See the Java tutorials on Internationalization:
http://java.sun.com/docs/books/tutorial/i18n/text/convertintro.html
http://java.sun.com/docs/books/tutorial/i18n/text/index.html
http://java.sun.com/docs/books/tutorial/i18n/index.html
See the descriptions of readUTF() functions (highlighting with ***):
http://java.sun.com/j2se/1.4/docs/api/java/io/DataInputStream.html#readUTF(java.io.DataInput)
"Reads from the stream in a representation of a Unicode character string encoded in ***Java modified
UTF-8*** format; this string of characters is then returned as a String.
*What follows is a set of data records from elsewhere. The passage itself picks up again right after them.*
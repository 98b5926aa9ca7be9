//! Read policy and history paging parameters.

use serde::{Deserialize, Serialize};

use crate::MessageId;

/// Largest page the remote history endpoint returns per request.
pub const MAX_MESSAGES_PER_BATCH: usize = 100;

/// Whether a cache miss may fall through to a remote fetch.
#[derive(Debug, Clone, Copy, PartialEq, Eq, Hash, Default, Serialize, Deserialize)]
#[serde(rename_all = "snake_case")]
pub enum ReadPolicy {
    /// Serve from cache only. A miss is reported as absent.
    CacheOnly,
    /// Fetch remotely on a miss.
    #[default]
    AllowDownload,
}

/// Direction of a history read relative to its starting message.
#[derive(Debug, Clone, Copy, PartialEq, Eq, Hash, Default, Serialize, Deserialize)]
#[serde(rename_all = "snake_case")]
pub enum Direction {
    /// Older messages, newest first.
    #[default]
    Before,
    /// Newer messages, oldest first.
    After,
    /// Messages on both sides of the start.
    Around,
}

/// One remote history request.
#[derive(Debug, Clone, Copy, PartialEq, Eq)]
pub struct MessageQuery {
    /// Starting message (exclusive). `None` means "latest".
    pub from: Option<MessageId>,
    /// Direction to read in.
    pub direction: Direction,
    /// Maximum number of messages to return.
    pub limit: usize,
}

impl MessageQuery {
    /// Latest `limit` messages.
    pub fn latest(limit: usize) -> Self {
        Self {
            from: None,
            direction: Direction::Before,
            limit,
        }
    }

    /// `limit` messages in `direction` from `from`.
    pub fn starting_at(from: MessageId, direction: Direction, limit: usize) -> Self {
        Self {
            from: Some(from),
            direction,
            limit,
        }
    }
}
The details of the
***modified UTF-8*** representation are exactly the same as for the readUTF method of DataInput."
http://java.sun.com/j2se/1.4/docs/api/java/io/DataInput.html#readUTF()
Java's *modified* UTF-8 in its "UTF" functions resembles CESU-8, and writes U+0000 with two bytes
instead of one, as far as I remember.
markus
Yung-Fong Tang wrote:
> what is rsResult? Blob?
> you probably need to use
>
> BufferedInputStream
>
> and
>
> DataInputStream
>
> to pipe the InputStream
> and use readChar or readUTF in the InputStream interface instad.
> See http://www.webdeveloper.com/java/java_jj_read_write.html and
> http://java.sun.com/j2se/1.4/docs/api/java/io/DataInputStream.html#readUTF()
> for more info.
-- Opinions expressed here may not reflect my company's positions unless otherwise noted.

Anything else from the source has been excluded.